NCPA - National Center for Policy Analysis


January 9, 2008

French and German schools have helped ingrain a serious aversion to the market economy, says Stefan Theil, Newsweek's European economics editor.

Consider France:

  • In a widely used high school text, a section on innovation does not mention any entrepreneur or company; instead, students read a treatise on whether technological progress destroys jobs.
  • Another text briefly mentions an entrepreneur -- a Frenchman who invented a new tool to open oysters -- only to follow with an abstract discussion of whether the modern workplace is organized along post-Fordist or neo-Taylorist lines.

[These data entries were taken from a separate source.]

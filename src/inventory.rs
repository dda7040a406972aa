//! Unit Inventory
//!
//! Cached snapshot of the unit universe as this crate sees it: the
//! registry's list minus the managing unit itself and all theme-kind
//! units, sorted by name. App-kind units stay in the snapshot and are
//! filtered at toggle time instead. Also owns the always-active id set.

use crate::error::{RegistryError, StorageError};
use crate::registry::UnitRegistry;
use crate::store::{KeyValueStore, KEY_ALWAYS_ACTIVE};
use crate::types::{Unit, UnitId, UnitKind};
use std::sync::Arc;
use tracing::{debug, warn};

pub struct UnitInventory {
    registry: Arc<dyn UnitRegistry>,
    store: Arc<dyn KeyValueStore>,
    own_id: UnitId,
    units: Vec<Unit>,
    always_active: Vec<UnitId>,
}

impl UnitInventory {
    pub fn new(
        registry: Arc<dyn UnitRegistry>,
        store: Arc<dyn KeyValueStore>,
        own_id: UnitId,
    ) -> Self {
        Self {
            registry,
            store,
            own_id,
            units: Vec::new(),
            always_active: Vec::new(),
        }
    }

    /// Rebuild the snapshot from the registry and reload the always-active
    /// set from the store.
    ///
    /// Registry enumeration failure aborts the refresh; always-active
    /// storage problems fall back to the last known/empty list.
    pub async fn refresh(&mut self) -> Result<(), RegistryError> {
        let listed = self.registry.list_units().await?;
        let mut units: Vec<Unit> = listed
            .into_iter()
            .filter(|unit| unit.id != self.own_id && unit.kind != UnitKind::Theme)
            .collect();
        // Stable sort keeps registry order for equal names.
        units.sort_by(|a, b| a.name.cmp(&b.name));
        debug!(count = units.len(), "Refreshed unit inventory");
        self.units = units;

        match self.store.get(KEY_ALWAYS_ACTIVE).await {
            Ok(Some(raw)) => match serde_json::from_str::<Vec<UnitId>>(&raw) {
                Ok(ids) => self.always_active = ids,
                Err(e) => {
                    warn!(error = %e, "Stored always-active list is unreadable, starting empty");
                    self.always_active = Vec::new();
                }
            },
            Ok(None) => self.always_active = Vec::new(),
            Err(e) => {
                warn!(error = %e, "Failed to read always-active list, keeping current values");
            }
        }

        Ok(())
    }

    /// Persist the always-active id list only
    pub async fn save(&self) -> Result<(), StorageError> {
        let raw = serde_json::to_string(&self.always_active)?;
        self.store.set(KEY_ALWAYS_ACTIVE, &raw).await
    }

    pub fn list(&self) -> &[Unit] {
        &self.units
    }

    pub fn by_id(&self, id: &str) -> Option<&Unit> {
        self.units.iter().find(|unit| unit.id == id)
    }

    pub fn is_always_active(&self, id: &str) -> bool {
        self.always_active.iter().any(|member| member == id)
    }

    /// Add an id to the always-active set; no-op if present.
    pub fn add_always_active(&mut self, id: &str) {
        if !self.is_always_active(id) {
            self.always_active.push(id.to_string());
        }
    }

    /// Remove an id from the always-active set; no-op if absent.
    pub fn remove_always_active(&mut self, id: &str) {
        self.always_active.retain(|member| member != id);
    }

    /// Replace the whole always-active set (backup import path)
    pub fn set_always_active(&mut self, ids: Vec<UnitId>) {
        self.always_active = ids;
    }

    pub fn always_active_ids(&self) -> &[UnitId] {
        &self.always_active
    }
}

  • In several texts, students are taught that globalization leads to violence and armed resistance, requiring a new system of world governance.
  • "Capitalism" is described as "brutal," "savage," and "American;" meanwhile, start-ups, according to another text, are "audacious enterprises" with "ill-defined prospects."

And in Germany:

  • Textbooks emphasize corporatist and collectivist traditions and the minutiae of employer-employee relations -- a zero-sum world where one loses what the other gains.
  • People who run companies are caricatured as idle, cigar-smoking plutocrats.
  • They are linked to child labor, internet fraud, mobile phone addiction, alcoholism and redundancies; Germany's rich entrepreneurial history is all but ignored.
  • One book labels India and China successful because they practice state ownership and protectionism, while the freest markets are in impoverished sub-Saharan Africa.

It is no surprise that the continent's schools teach through a left-of-centre lens, says Theil. The surprise is the intensity of the anti-market bias.  Students learn that companies destroy jobs, while government policy creates them.  Globalization is destructive, if not catastrophic.  Business is a zero-sum game.  If this is the belief system within which most students develop intellectually, is it any wonder French and German reformers are so easily shouted down?